For more than thirty years I have refused to be defined by the fatwa and insisted on being seen as the author of my books….I had just about managed it….And now here I am….I think now I’ll never be able to escape it. No matter what I’ve already written or may now write, I’ll always be the guy who got knifed. The knife defines me.

Knife is at its most personal and poignant when Rushdie writes about his family members – having his sons close, his wife’s strength – his friendships with literary luminaries and his fears, specifically his fear of blindness.

The worst thing in the world is different for every individual….For me, it always was, and still is, blindness.

The knife stab to Rushdie’s right eye went in deep and damaged the optic nerve, the eye was lost, a loss which, Rushdie writes, was still difficult emotionally. Eerily, in the first chapter, Rushdie, looking at the full moon on the night before the knife attack, recalled a scene in a movie – the image, included in the book, is of a space capsule landing on the moon, crashing into the right eye of the ‘man in the moon.’

For me, the weaker chapters were “Eliza” – part of the love story aspect of Knife as described in some reviews, and “A.” – Rushdie’s imaginary conversation with his attacker. Although core to any personal account of the attack, the placement of both chapters broke the spell, distracting from the otherwise gripping narrative.

In “A.” Rushdie imagines four in-person sessions with his would-be assassin. As he prepares for the first session Rushdie contemplates opening with examples of murders in literature but, he ultimately decides their fictional conversation isn’t going to be a literary one. (I can’t help it, I just have to insert a ‘d-uh’ here). For the most part, Rushdie stays the course regarding literature, but the conversations do veer off into religion, philosophy and even books. Of course, they would, and of course Rushdie – anyone – would have questions, want to know the ‘why’ of such violence. That said, Rushdie trying to read the mind of his attacker, asking and answering his own questions, was not as fascinating as the idea of these imaginary sessions.
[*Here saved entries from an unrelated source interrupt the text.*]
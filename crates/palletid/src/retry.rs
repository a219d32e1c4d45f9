//! Bounded retry with capped exponential backoff.
//!
//! The policy is a pure state machine over (error kind, attempt count) so it
//! can be tested without a store or a clock; [`run_with_retry`] is the async
//! driver that walks it.

use crate::{Error, Result, SleepProvider};
use core::future::Future;
use core::time::Duration;

/// Default attempt ceiling for transient failures.
pub const DEFAULT_MAX_ATTEMPTS: u32 = 4;

/// Default first backoff delay.
pub const DEFAULT_BASE_DELAY: Duration = Duration::from_millis(50);

/// Default backoff cap.
pub const DEFAULT_MAX_DELAY: Duration = Duration::from_secs(1);

/// Retry policy for transient store failures: up to `max_attempts` tries,
/// doubling the delay from `base_delay` up to `max_delay`.
#[derive(Debug, Clone, Copy, PartialEq, Eq)]
pub struct RetryPolicy {
    pub max_attempts: u32,
    pub base_delay: Duration,
    pub max_delay: Duration,
}

impl Default for RetryPolicy {
    fn default() -> Self {
        Self {
            max_attempts: DEFAULT_MAX_ATTEMPTS,
            base_delay: DEFAULT_BASE_DELAY,
            max_delay: DEFAULT_MAX_DELAY,
        }
    }
}

/// States of the retry machine for one retried operation.
#[derive(Debug, Clone, PartialEq, Eq)]
pub enum RetryState {
    /// Attempt number `attempt` (1-based) is running.
    Attempting { attempt: u32 },
    /// A transient failure was observed; wait `delay`, then run `attempt`.
    Backoff { attempt: u32, delay: Duration },
    /// The operation succeeded.
    Succeeded,
    /// A fatal (non-retryable) error was observed.
    FatalFailed,
    /// A transient error persisted through the attempt ceiling.
    RetriesExhausted,
}

impl RetryPolicy {
    /// The backoff delay preceding `attempt` (1-based): doubled per attempt
    /// and capped at `max_delay`.
    pub fn delay_for(&self, attempt: u32) -> Duration {
        let exp = attempt.saturating_sub(1).min(20);
        self.base_delay.saturating_mul(1 << exp).min(self.max_delay)
    }

    /// Pure transition function: maps the outcome of `attempt` to the next
    /// state.
    pub fn next_state(&self, outcome: Result<(), &Error>, attempt: u32) -> RetryState {
        match outcome {
            Ok(()) => RetryState::Succeeded,
            Err(err) if !err.is_transient() => RetryState::FatalFailed,
            Err(_) if attempt >= self.max_attempts => RetryState::RetriesExhausted,
            Err(_) => RetryState::Backoff {
                attempt: attempt + 1,
                delay: self.delay_for(attempt),
            },
        }
    }
}

/// Drives `op` through the retry machine until it succeeds, fails fatally,
/// or exhausts the attempt ceiling.
///
/// `op` receives the 1-based attempt number. Exhaustion is reported as
/// [`Error::RetriesExhausted`] wrapping the last transient error.
pub async fn run_with_retry<S, T, F, Fut>(policy: &RetryPolicy, mut op: F) -> Result<T>
where
    S: SleepProvider,
    F: FnMut(u32) -> Fut,
    Fut: Future<Output = Result<T>>,
{
    let mut attempt = 1;
    loop {
        let err = match op(attempt).await {
            Ok(value) => return Ok(value),
            Err(err) => err,
        };
        match policy.next_state(Err(&err), attempt) {
            RetryState::Backoff { attempt: next, delay } => {
                let delay_ms = delay.as_millis();
                tracing::warn!(attempt, delay_ms, error = %err, "transient failure, backing off");
                S::sleep_for(delay).await;
                attempt = next;
            }
            RetryState::RetriesExhausted => {
                tracing::error!(attempt, error = %err, "retries exhausted");
                return Err(Error::RetriesExhausted {
                    attempts: attempt,
                    last: Box::new(err),
                });
            }
            // Fatal and any non-retryable outcome surface as-is.
            _ => return Err(err),
        }
    }
}

#[cfg(test)]
mod tests {
    use super::*;
    use crate::TokioYield;
    use std::sync::atomic::{AtomicU32, Ordering};

    fn transient() -> Error {
        Error::StoreUnavailable {
            context: "down".into(),
        }
    }

    fn fatal() -> Error {
        Error::InvalidCount { count: 0, max: 500 }
    }

    #[test]
    fn success_transitions_to_succeeded() {
        let policy = RetryPolicy::default();
        assert_eq!(policy.next_state(Ok(()), 1), RetryState::Succeeded);
        assert_eq!(policy.next_state(Ok(()), 4), RetryState::Succeeded);
    }

    #[test]
    fn fatal_error_fails_without_backoff() {
        let policy = RetryPolicy::default();
        assert_eq!(policy.next_state(Err(&fatal()), 1), RetryState::FatalFailed);
    }

    #[test]
    fn transient_error_backs_off_until_ceiling() {
        let policy = RetryPolicy::default();
        assert_eq!(
            policy.next_state(Err(&transient()), 1),
            RetryState::Backoff {
                attempt: 2,
                delay: Duration::from_millis(50)
            }
        );
        assert_eq!(
            policy.next_state(Err(&transient()), 3),
            RetryState::Backoff {
                attempt: 4,
                delay: Duration::from_millis(200)
            }
        );
        assert_eq!(
            policy.next_state(Err(&transient()), 4),
            RetryState::RetriesExhausted
        );
    }

    #[test]
    fn delay_doubles_and_caps() {
        let policy = RetryPolicy::default();
        assert_eq!(policy.delay_for(1), Duration::from_millis(50));
        assert_eq!(policy.delay_for(2), Duration::from_millis(100));
        assert_eq!(policy.delay_for(5), Duration::from_millis(800));
        assert_eq!(policy.delay_for(6), Duration::from_secs(1));
        assert_eq!(policy.delay_for(30), Duration::from_secs(1));
    }

    #[tokio::test]
    async fn driver_retries_transient_then_succeeds() {
        let policy = RetryPolicy::default();
        let calls = AtomicU32::new(0);
        let result = run_with_retry::<TokioYield, _, _, _>(&policy, |attempt| {
            calls.fetch_add(1, Ordering::SeqCst);
            async move {
                if attempt < 3 {
                    Err(transient())
                } else {
                    Ok(attempt)
                }
            }
        })
        .await;
        assert_eq!(result.unwrap(), 3);
        assert_eq!(calls.load(Ordering::SeqCst), 3);
    }

    #[tokio::test]
    async fn driver_fails_fast_on_fatal() {
        let policy = RetryPolicy::default();
        let calls = AtomicU32::new(0);
        let result: Result<()> = run_with_retry::<TokioYield, _, _, _>(&policy, |_| {
            calls.fetch_add(1, Ordering::SeqCst);
            async { Err(fatal()) }
        })
        .await;
        assert!(matches!(result, Err(Error::InvalidCount { .. })));
        assert_eq!(calls.load(Ordering::SeqCst), 1);
    }

    #[tokio::test]
    async fn driver_converts_exhaustion() {
        let policy = RetryPolicy {
            max_attempts: 3,
            ..RetryPolicy::default()
        };
        let calls = AtomicU32::new(0);
        let result: Result<()> = run_with_retry::<TokioYield, _, _, _>(&policy, |_| {
            calls.fetch_add(1, Ordering::SeqCst);
            async { Err(transient()) }
        })
        .await;
        match result {
            Err(Error::RetriesExhausted { attempts, last }) => {
                assert_eq!(attempts, 3);
                assert!(matches!(*last, Error::StoreUnavailable { .. }));
            }
            other => panic!("expected RetriesExhausted, got {other:?}"),
        }
        assert_eq!(calls.load(Ordering::SeqCst), 3);
    }
}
Rushdie also reflects on religion in Knife – at times he sounds defensive, at others, frustrated he has to yet again explain his views.

Rushdie’s fiction hasn’t really been my cup of tea. I struggled through Midnight’s Children, because it seemed to be required reading at the time. I bought The Satanic Verses only after the fatwa was issued, my small act of support – how dare an author be sentenced to death for…writing. I tried but never finished that book. I prefer Rushdie’s non-fiction – his essays, excerpts from his speeches and ‘semi’ non-fiction (Joseph Anton). Knife as a memoir of the horrible attack doesn’t disappoint. It might have been shorter, tighter in the first half – I’m not sure each minute detail of the medical procedures Rushdie endured in those first weeks was essential – and the conversation with A. went on a bit long for this reader. Neither take away from the brilliance of Rushdie’s prose – thought-provoking, compelling, moving, deeply personal, witty – at times, all of these simultaneously.

Although Rushdie says writing is not a form of therapy and questions whether closure is possible, one hopes, at the very least, Knife accomplishes what he needs from it.

To write would be my way of owning what had happened, taking charge of it, making it mine, refusing to be a mere victim. I would answer violence with art.